A new predictive model for PVT (PVT Risk Index score), which included 66 568 liver transplant candidates, was proposed recently. This model included NASH etiology, MELD score, moderate-to-severe ascites, and age as predictors of PVT and African American race as protective from PVT.[ In our study, the majority of patients (77%) fell into the intermediate risk category, and there was no association between the PVT Risk Index score and the presence of PVT. This might be due to the small sample size and lack of African American race in our cohort. This new PVT prediction score has not been prospectively validated. Additionally, the PVT Risk Index score included only moderate-to-severe ascites as a predictor of PVT; however, the history of variceal bleeding could be added to the model as it is known that the severity of portal hypertension is a major contributor to the development of PVT. Furthermore, thromboelastography could be another variable to add as a measure to evaluate the risk for bleeding or clotting in patients with cirrhosis.

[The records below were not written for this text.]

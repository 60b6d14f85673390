//! Byte decoding helpers for page input.

use std::borrow::Cow;

/// Decode page bytes to a string.
///
/// UTF-8 is tried first (a BOM is honored and stripped). When the bytes are
/// not valid UTF-8 the hint encoding is used, and failing that Windows-1252,
/// which is what legacy CMS exports almost always are.
pub fn decode_text<'a>(bytes: &'a [u8], hint_encoding: Option<&str>) -> Cow<'a, str> {
    let (result, _encoding, malformed) = encoding_rs::UTF_8.decode(bytes);

    if !malformed {
        return result;
    }

    if let Some(name) = hint_encoding
        && let Some(encoding) = encoding_rs::Encoding::for_label(name.as_bytes())
    {
        let (result, _, _) = encoding.decode(bytes);
        return result;
    }

    let (result, _, _) = encoding_rs::WINDOWS_1252.decode(bytes);
    result
}

/// Find the charset declared by a `<meta>` tag in the head of a page.
///
/// Recognizes both `<meta charset="x">` and the older
/// `<meta http-equiv="Content-Type" content="text/html; charset=x">`. Only
/// the first 1024 bytes are inspected, matching the HTML prescan limit.
pub fn extract_meta_charset(bytes: &[u8]) -> Option<&str> {
    let prefix = &bytes[..bytes.len().min(1024)];

    let mut rest = prefix;
    while let Some(pos) = find_ignore_case(rest, b"charset=") {
        let after = &rest[pos + b"charset=".len()..];
        if let Some(value) = charset_value(after) {
            return Some(value);
        }
        rest = after;
    }
    None
}

fn find_ignore_case(haystack: &[u8], needle: &[u8]) -> Option<usize> {
    haystack
        .windows(needle.len())
        .position(|w| w.eq_ignore_ascii_case(needle))
}

fn charset_value(after: &[u8]) -> Option<&str> {
    let (start, quote) = match *after.first()? {
        q @ (b'"' | b'\'') => (1, Some(q)),
        _ => (0, None),
    };
    let body = &after[start..];
    let len = body
        .iter()
        .position(|&b| match quote {
            Some(q) => b == q,
            None => b == b'"' || b == b'\'' || b == b';' || b == b'>' || b.is_ascii_whitespace(),
        })
        .unwrap_or(body.len());
    let value = std::str::from_utf8(&body[..len]).ok()?.trim();
    (!value.is_empty()).then_some(value)
}

#[cfg(test)]
mod tests {
    use super::*;

    #[test]
    fn test_decode_utf8_passthrough() {
        let text = decode_text("“Quoted” — ok".as_bytes(), None);
        assert!(matches!(text, Cow::Borrowed(_)));
        assert_eq!(text, "“Quoted” — ok");
    }

    #[test]
    fn test_decode_falls_back_to_windows_1252() {
        // 0x93/0x94 are curly quotes in CP1252 and invalid on their own in UTF-8
        let bytes = b"\x93Hi\x94";
        assert_eq!(decode_text(bytes, None), "\u{201c}Hi\u{201d}");
    }

    #[test]
    fn test_decode_uses_hint() {
        let bytes = b"caf\xe9";
        assert_eq!(decode_text(bytes, Some("iso-8859-15")), "café");
    }

    #[test]
    fn test_meta_charset_forms() {
        assert_eq!(
            extract_meta_charset(br#"<head><meta charset="windows-1252"></head>"#),
            Some("windows-1252")
        );
        assert_eq!(
            extract_meta_charset(b"<meta charset=latin1>"),
            Some("latin1")
        );
        assert_eq!(
            extract_meta_charset(
                br#"<meta http-equiv="Content-Type" content="text/html; charset=ISO-8859-1">"#
            ),
            Some("ISO-8859-1")
        );
        assert_eq!(extract_meta_charset(b"<p>no charset here</p>"), None);
    }
}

Limitations of this study are that it was a small cohort, retrospective study and conducted in a single center.

Conclusion

In our study, in patients with cirrhosis, only the history of variceal bleeding independently predicted an increased risk of development of PVT. New predictive models and prevention strategies need to be developed in the future to prevent complications of PVT and reduce the mortality of LT patients.